Fastidio del domingo

     
Tomada por Esefania Almonacid Velosa. Villa de Leyva (Boyacá). Diciembre 2015.
      Se me pregunta por qué la jirafa no merodea los lunes y respondo con toda la formalidad exigida por el Padre Astete: “La jirafa no merodea los lunes porque tendría que ser escrita en la tarde del domingo, lo cual es sustancialmente imposible”. Nada se parece tanto a una tarde del domingo como una señora sentada. Pero no una esbelta y aclimatada señora propietaria de una corpulencia de condiciones decorativas, sino una de esas señoras rabiosamente antisindicalistas, con ciento cincuenta kilos de peso y dos metros de ancho, que se sientan a hacer la digestión después de un almuerzo espectacular. Así sentadas, esas reverendas damas empiezan a bostezar, a tratar de dormirse sin quererlo, a disfrutar del fastidioso placer de coquetear con el dueño sin darle tregua a la vigilia. Ese espectáculo -dos minutos después de iniciado- será suficiente para convencer al más incrédulo  de los espectadores que nada hay tan contagioso como la modorra, practicada dignamente por una dama de las dimensiones expuestas, y que – por las mismas razones – nada se parece tanto a una tarde de domingo en la ciudad como una señora sentada.
       Es posible que un miércoles o un viernes alguien se encuentre, de repente, con que ha perdido la imaginación de distraerse. Pero es casi seguro que en esa ocasión un buen libro o un mal cine pueden descubrir el secreto paraíso de la distracción codiciada. Los domingos no. Los domingos -y si lo son tan dominicalmente dignos como el que acaba de pasar – cualquier libro es mediocre y cualquier cine, así dure seis horas el espectáculo, no será nunca lo suficientemente completo como para solucionar el problema del fastidio. El domingo, ya en las horas de la tarde, el caballero más refinado empieza a perder su barniz de civilización, se vuelve analfabeto, insociable, y casi completamente antropófago, porque son las seis horas de la catástrofe semanal destinadas a conmemorar los días bárbaros de la edad de piedra. Solo un esfuerzo de voluntad nos impide entonces salir a la calle vestidos con la desabrigada piyama de la madre naturaleza y repartiendo garrotazos a diestra y siniestra, que debió de ser la forma en que los trogloditas celebraban sus fiestas patrióticas.
      De allí que el domingo sea, vertebralmente, un día equivocado, inútil, que debió pasarse de contrabando cuando los astrónomos tomaron las medidas del tiempo humanamente soportable.

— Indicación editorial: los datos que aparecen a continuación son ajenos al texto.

//! Cache factory for runtime selection

use std::sync::Arc;

use tracing::{debug, info};

use crate::config::{CacheBackend, CacheSettings};
use crate::domain::cache::MappingCache;
use crate::domain::DomainError;

use super::in_memory::InMemoryMappingCache;
use super::redis::{RedisCacheConfig, RedisMappingCache};

impl std::fmt::Display for CacheBackend {
    fn fmt(&self, f: &mut std::fmt::Formatter<'_>) -> std::fmt::Result {
        match self {
            CacheBackend::InMemory => write!(f, "in_memory"),
            CacheBackend::Redis => write!(f, "redis"),
        }
    }
}

/// Factory for creating mapping caches
pub struct CacheFactory;

impl CacheFactory {
    /// Creates a cache based on settings
    pub async fn create(settings: &CacheSettings) -> Result<Arc<dyn MappingCache>, DomainError> {
        debug!(backend = %settings.backend, "Creating mapping cache");

        match settings.backend {
            CacheBackend::InMemory => {
                info!("Using in-memory mapping cache");
                Ok(Arc::new(InMemoryMappingCache::new()))
            }
            CacheBackend::Redis => {
                let config = RedisCacheConfig::new(settings.redis_url())
                    .with_connection_timeout(settings.connect_timeout());

                info!(
                    host = %settings.host(),
                    port = settings.port,
                    is_local = settings.is_local,
                    "Using Redis mapping cache"
                );

                Ok(Arc::new(RedisMappingCache::new(config).await?))
            }
        }
    }
}
//! Archive command - looks up archived mappings

use anyhow::bail;
use clap::Args;
use tracing::debug;

use crate::domain::archive::{ArchivedMapping, MappingArchive};
use crate::infrastructure::archive::ArchiveFactory;

#[derive(Debug, Args)]
pub struct ArchiveArgs {
    /// Lookup identifier (`idType_idValue`, e.g. `TICKER_AAPL`)
    pub id: String,

    /// Pretty-print the output
    #[arg(long)]
    pub pretty: bool,
}

pub async fn run(args: ArchiveArgs) -> anyhow::Result<()> {
    let config = super::bootstrap()?;

    let Some(archive) = ArchiveFactory::create(&config.archive).await? else {
        bail!("Mapping archive is disabled (set archive.enabled = true)");
    };

    let records = lookup(archive.as_ref(), &args.id).await?;
    let output = if args.pretty {
        serde_json::to_string_pretty(&records)?
    } else {
        serde_json::to_string(&records)?
    };
    println!("{}", output);

    Ok(())
}

async fn lookup(archive: &dyn MappingArchive, id: &str) -> anyhow::Result<Vec<ArchivedMapping>> {
    let records = archive.find_by_id(id).await?;
    debug!(id = %id, count = records.len(), "Archive lookup");
    Ok(records)
}

#[cfg(test)]
mod tests {
    use super::*;
    use crate::domain::archive::flatten_mapping;
    use crate::domain::{derive_key, LookupRequest, MappingResult};
    use crate::infrastructure::archive::InMemoryMappingArchive;
    use serde_json::json;

    #[tokio::test]
    async fn test_lookup_returns_archived_records() {
        let archive = InMemoryMappingArchive::new();
        let key = derive_key(&LookupRequest::new("TICKER", "AAPL")).unwrap();
        let result = MappingResult::new(json!({"data": [{"figi": "BBG000B9XRY4"}]}));
        archive.store(flatten_mapping(&key, &result)).await.unwrap();

        let records = lookup(&archive, "TICKER_AAPL").await.unwrap();
        assert_eq!(records.len(), 1);
        assert_eq!(records[0].figi.as_deref(), Some("BBG000B9XRY4"));

        assert!(lookup(&archive, "TICKER_IBM").await.unwrap().is_empty());
    }
}
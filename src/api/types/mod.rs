//! Request and response types shared by the HTTP handlers

pub mod error;
pub mod json;

pub use error::{ApiError, ApiErrorResponse, ApiErrorType};
pub use json::Json;
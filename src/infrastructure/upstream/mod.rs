//! Upstream infrastructure - Mapping API clients

mod openfigi;

pub use openfigi::{OpenFigiClient, OpenFigiConfig, API_KEY_HEADER};
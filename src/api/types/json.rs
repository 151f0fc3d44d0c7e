//! JSON extractor whose rejections use the API error format

use axum::{
    extract::{rejection::JsonRejection, FromRequest, Request},
    response::{IntoResponse, Response},
    Json as AxumJson,
};
use serde::{de::DeserializeOwned, Serialize};

use super::error::ApiError;

/// Wrapper around `axum::Json` that reports bad bodies as [`ApiError`]s
#[derive(Debug, Clone, Copy, Default)]
pub struct Json<T>(pub T);

impl<T> Json<T> {
    pub fn into_inner(self) -> T {
        self.0
    }
}

impl<S, T> FromRequest<S> for Json<T>
where
    T: DeserializeOwned,
    S: Send + Sync,
{
    type Rejection = ApiError;

    async fn from_request(req: Request, state: &S) -> Result<Self, Self::Rejection> {
        AxumJson::<T>::from_request(req, state)
            .await
            .map(|AxumJson(value)| Json(value))
            .map_err(rejection_to_error)
    }
}

fn rejection_to_error(rejection: JsonRejection) -> ApiError {
    let message = match &rejection {
        JsonRejection::JsonDataError(err) => format!("Invalid request body: {}", err.body_text()),
        JsonRejection::JsonSyntaxError(err) => format!("Invalid JSON syntax: {}", err.body_text()),
        JsonRejection::MissingJsonContentType(_) => {
            "Missing Content-Type header. Expected 'application/json'.".to_string()
        }
        _ => rejection.body_text(),
    };

    ApiError::bad_request(message).with_code("invalid_json")
}

impl<T: Serialize> IntoResponse for Json<T> {
    fn into_response(self) -> Response {
        AxumJson(self.0).into_response()
    }
}
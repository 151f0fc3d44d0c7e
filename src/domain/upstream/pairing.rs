//! Couples each upstream request with the result returned for it

use tracing::warn;

use crate::domain::mapping::{LookupRequest, MappingResult};

/// One request sent upstream and what came back for it
#[derive(Debug, Clone, PartialEq)]
pub struct MappingPair<'a> {
    pub request: &'a LookupRequest,
    /// `None` when the response array was shorter than the request array
    pub result: Option<MappingResult>,
}

/// Pairs requests with the positional results of a batched call
///
/// Always yields exactly one pair per request. Surplus results are dropped.
pub fn pair_results(requests: &[LookupRequest], results: Vec<MappingResult>) -> Vec<MappingPair<'_>> {
    if results.len() != requests.len() {
        warn!(
            requested = requests.len(),
            returned = results.len(),
            "Mapping API result count does not match request count"
        );
    }

    let mut results = results.into_iter();

    requests
        .iter()
        .map(|request| MappingPair {
            request,
            result: results.next(),
        })
        .collect()
}
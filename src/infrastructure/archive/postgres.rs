//! PostgreSQL mapping archive

use std::fmt::Debug;
use std::time::Duration;

use async_trait::async_trait;
use sqlx::postgres::{PgPool, PgPoolOptions};
use sqlx::Row;

use crate::domain::archive::{ArchivedMapping, MappingArchive};
use crate::domain::DomainError;

/// PostgreSQL archive configuration
#[derive(Debug, Clone)]
pub struct PostgresArchiveConfig {
    pub url: String,
    pub table: String,
    pub max_connections: u32,
    pub connect_timeout_secs: u64,
}

impl PostgresArchiveConfig {
    pub fn new(url: impl Into<String>) -> Self {
        Self {
            url: url.into(),
            table: "mappings_v3".to_string(),
            max_connections: 5,
            connect_timeout_secs: 30,
        }
    }

    pub fn with_table(mut self, table: impl Into<String>) -> Self {
        self.table = table.into();
        self
    }

    pub fn with_max_connections(mut self, max: u32) -> Self {
        self.max_connections = max;
        self
    }
}

/// Archive storing one row per instrument in a JSONB table
///
/// Rows are keyed by `(id, figi)`; re-archiving the same instrument replaces
/// its payload.
pub struct PostgresMappingArchive {
    pool: PgPool,
    table: String,
}

impl Debug for PostgresMappingArchive {
    fn fmt(&self, f: &mut std::fmt::Formatter<'_>) -> std::fmt::Result {
        f.debug_struct("PostgresMappingArchive")
            .field("table", &self.table)
            .finish()
    }
}

impl PostgresMappingArchive {
    pub fn new(pool: PgPool, table: impl Into<String>) -> Self {
        Self {
            pool,
            table: table.into(),
        }
    }

    /// Connects a pool and makes sure the archive table exists
    pub async fn connect(config: &PostgresArchiveConfig) -> Result<Self, DomainError> {
        let pool = PgPoolOptions::new()
            .max_connections(config.max_connections)
            .acquire_timeout(Duration::from_secs(config.connect_timeout_secs))
            .connect(&config.url)
            .await
            .map_err(|e| DomainError::storage(format!("Failed to connect to PostgreSQL: {}", e)))?;

        let archive = Self::new(pool, &config.table);
        archive.ensure_table().await?;
        Ok(archive)
    }

    pub async fn ensure_table(&self) -> Result<(), DomainError> {
        let query = format!(
            r#"
            CREATE TABLE IF NOT EXISTS {} (
                id VARCHAR(255) NOT NULL,
                figi VARCHAR(32) NOT NULL DEFAULT '',
                payload JSONB NOT NULL,
                archived_at TIMESTAMPTZ NOT NULL DEFAULT NOW(),
                PRIMARY KEY (id, figi)
            )
            "#,
            self.table
        );

        sqlx::query(&query)
            .execute(&self.pool)
            .await
            .map_err(|e| DomainError::storage(format!("Failed to create table: {}", e)))?;

        Ok(())
    }
}

#[async_trait]
impl MappingArchive for PostgresMappingArchive {
    async fn store(&self, records: Vec<ArchivedMapping>) -> Result<usize, DomainError> {
        let query = format!(
            r#"
            INSERT INTO {} (id, figi, payload, archived_at)
            VALUES ($1, $2, $3, NOW())
            ON CONFLICT (id, figi) DO UPDATE
            SET payload = EXCLUDED.payload, archived_at = EXCLUDED.archived_at
            "#,
            self.table
        );

        let mut tx = self
            .pool
            .begin()
            .await
            .map_err(|e| DomainError::storage(format!("Failed to begin transaction: {}", e)))?;

        for record in &records {
            sqlx::query(&query)
                .bind(&record.id)
                .bind(record.figi.as_deref().unwrap_or_default())
                .bind(serde_json::Value::Object(record.payload.clone()))
                .execute(&mut *tx)
                .await
                .map_err(|e| DomainError::storage(format!("Failed to archive mapping: {}", e)))?;
        }

        tx.commit()
            .await
            .map_err(|e| DomainError::storage(format!("Failed to commit archive batch: {}", e)))?;

        Ok(records.len())
    }

    async fn find_by_id(&self, id: &str) -> Result<Vec<ArchivedMapping>, DomainError> {
        let query = format!(
            "SELECT id, figi, payload FROM {} WHERE id = $1 ORDER BY figi",
            self.table
        );

        let rows = sqlx::query(&query)
            .bind(id)
            .fetch_all(&self.pool)
            .await
            .map_err(|e| DomainError::storage(format!("Failed to query archive: {}", e)))?;

        rows.into_iter()
            .map(|row| {
                let figi: String = row.get("figi");
                let payload = match row.get::<serde_json::Value, _>("payload") {
                    serde_json::Value::Object(payload) => payload,
                    other => {
                        return Err(DomainError::storage(format!(
                            "Archived payload is not an object: {}",
                            other
                        )))
                    }
                };

                Ok(ArchivedMapping {
                    id: row.get("id"),
                    figi: (!figi.is_empty()).then_some(figi),
                    payload,
                })
            })
            .collect()
    }
}
//! Infrastructure layer - External service implementations

pub mod archive;
pub mod cache;
pub mod logging;
pub mod observability;
pub mod services;
pub mod upstream;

      Por eso no acostumbro a escribir los domingos. Porque entiendo que la semana es un vestido que le queda demasiado grande a todos los hombres. El número justo es de seis días y hasta de seis días y medio si se prefiere la ropa holgada en un clima como el nuestro. Pero por mucho que se ajusten las costumbres, por mucho que se le borden arandelas y se le inventen bordes plegadizos al ancho vestido de la semana, siempre la tarde del domingo le sobrará al hombre de la ciudad y le quedará arrastrando como una cola fastidiosa y absurda.

Gabriel García Márquez
Periódico El Heraldo, febrero de 1950.
Tomado de Textos costeños. Oveja negra. 1981.